Using the records below, copy out exactly the line that contains "Computes the multiplicative" and every line that follows it, up to and including the last, and no others.

**Dataset items**
--------------------------------

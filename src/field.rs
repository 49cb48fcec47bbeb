//! The design philosophy underlying `fingerprint_verify` is pedagogical, yet mathematically rigorous.
//! Each module encapsulates one randomized verification idea, illustrating how a cheap
//! computation over a prime field can stand in for an expensive exact one.
//!
//! This crate aspires to bridge gaps between theoretical exposition and practical engineering,
//! serving both as a didactic resource and a foundation for probabilistic checking.
//! Finite field arithmetic.
//!
//! This module provides arithmetic in the prime field `Z_p`.  The
//! [`Field`](struct.Field.html) type encapsulates the modulus and exposes
//! addition, subtraction, negation, multiplication, exponentiation and
//! inversion.  Every result is reduced into the canonical range `[0, p)`,
//! and products are formed in `u128` so that `p²` never overflows.

use crate::error::{EngineError, Result};

/// The fixed prime used by every verifier unless a caller builds its own
/// [`Field`]: `p = 10⁹ + 7`.
pub const MODULUS: u64 = 1_000_000_007;

/// A finite field defined by an odd prime modulus.
///
/// The `Field` type stores the modulus `p` and provides elementary
/// arithmetic operations over the integers modulo `p`.  It does not
/// perform primality testing; [`Field::default`] yields the documented
/// [`MODULUS`], and callers supplying their own modulus are responsible
/// for its primality.
#[derive(Debug, Clone, Copy, PartialEq, Eq)]
pub struct Field {
    p: u64,
}

impl Default for Field {
    fn default() -> Self {
        Field { p: MODULUS }
    }
}

impl Field {
    /// Creates a new finite field with the given modulus.
    ///
    /// # Panics
    ///
    /// Panics if the modulus is less than 3 or even.  Only odd primes are
    /// supported.
    pub fn new(p: u64) -> Self {
        assert!(p >= 3 && p % 2 == 1, "p must be an odd prime >= 3");
        Field { p }
    }

    /// Returns the modulus of the field.
    #[inline]
    pub fn modulus(&self) -> u64 {
        self.p
    }

    /// Returns `true` when `a` already lies in `[0, p)`.
    #[inline]
    pub fn is_canonical(&self, a: u64) -> bool {
        a < self.p
    }

    /// Reduces an arbitrary unsigned integer into the field.
    #[inline]
    pub fn reduce(&self, a: u64) -> u64 {
        a % self.p
    }

    /// Maps a signed integer into the field.
    ///
    /// Negative inputs are lifted by adding `p` after the remainder, so the
    /// result is canonical regardless of the sign of `a`.
    #[inline]
    pub fn from_signed(&self, a: i64) -> u64 {
        let p = self.p as i128;
        (((a as i128 % p) + p) % p) as u64
    }

    /// Adds two field elements.
    ///
    /// Moduli above `2^63` make the raw sum carry out of `u64`; the carry
    /// means the true sum exceeds `p`, so one subtraction restores it.
    #[inline]
    pub fn add(&self, a: u64, b: u64) -> u64 {
        let (s, carry) = (a % self.p).overflowing_add(b % self.p);
        if carry || s >= self.p {
            s.wrapping_sub(self.p)
        } else {
            s
        }
    }

    /// Subtracts `b` from `a`.
    #[inline]
    pub fn sub(&self, a: u64, b: u64) -> u64 {
        let a = a % self.p;
        let b = b % self.p;
        if a >= b {
            a - b
        } else {
            self.p - (b - a)
        }
    }

    /// Returns the additive inverse of `a`.
    #[inline]
    pub fn neg(&self, a: u64) -> u64 {
        self.sub(0, a)
    }

    /// Multiplies two field elements.
    #[inline]
    pub fn mul(&self, a: u64, b: u64) -> u64 {
        let a = a % self.p;
        let b = b % self.p;
        ((a as u128 * b as u128) % self.p as u128) as u64
    }

    /// Computes the multiplicative inverse of `a`.
    ///
    /// Uses Fermat's little theorem, `a^(p-2) ≡ a⁻¹ (mod p)`.
    ///
    /// # Errors
    ///
    /// Returns [`EngineError::DivisionByZero`] if `a ≡ 0 (mod p)`.
    #[inline]
    pub fn inv(&self, a: u64) -> Result<u64> {
        let a = a % self.p;
        if a == 0 {
            return Err(EngineError::DivisionByZero);
        }
        Ok(self.pow(a, self.p - 2))
    }

    /// Divides `a` by `b`, i.e. multiplies by the inverse of `b`.
    #[inline]
    pub fn div(&self, a: u64, b: u64) -> Result<u64> {
        Ok(self.mul(a, self.inv(b)?))
    }

    /// Exponentiates `a` by `e` modulo `p`.
    ///
    /// `pow(a, 0)` is `1` for every `a`, including zero.
    #[inline]
    pub fn pow(&self, mut a: u64, mut e: u64) -> u64 {
        a %= self.p;
        let mut result = 1u64;
        while e > 0 {
            if e & 1 == 1 {
                result = self.mul(result, a);
            }
            a = self.mul(a, a);
            e >>= 1;
        }
        result
    }
}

--------------------------------

**Written solution**
    /// Computes the multiplicative inverse of `a`.
    ///
    /// Uses Fermat's little theorem, `a^(p-2) ≡ a⁻¹ (mod p)`.
    ///
    /// # Errors
    ///
    /// Returns [`EngineError::DivisionByZero`] if `a ≡ 0 (mod p)`.
    #[inline]
    pub fn inv(&self, a: u64) -> Result<u64> {
        let a = a % self.p;
        if a == 0 {
            return Err(EngineError::DivisionByZero);
        }
        Ok(self.pow(a, self.p - 2))
    }

    /// Divides `a` by `b`, i.e. multiplies by the inverse of `b`.
    #[inline]
    pub fn div(&self, a: u64, b: u64) -> Result<u64> {
        Ok(self.mul(a, self.inv(b)?))
    }

    /// Exponentiates `a` by `e` modulo `p`.
    ///
    /// `pow(a, 0)` is `1` for every `a`, including zero.
    #[inline]
    pub fn pow(&self, mut a: u64, mut e: u64) -> u64 {
        a %= self.p;
        let mut result = 1u64;
        while e > 0 {
            if e & 1 == 1 {
                result = self.mul(result, a);
            }
            a = self.mul(a, a);
            e >>= 1;
        }
        result
    }
}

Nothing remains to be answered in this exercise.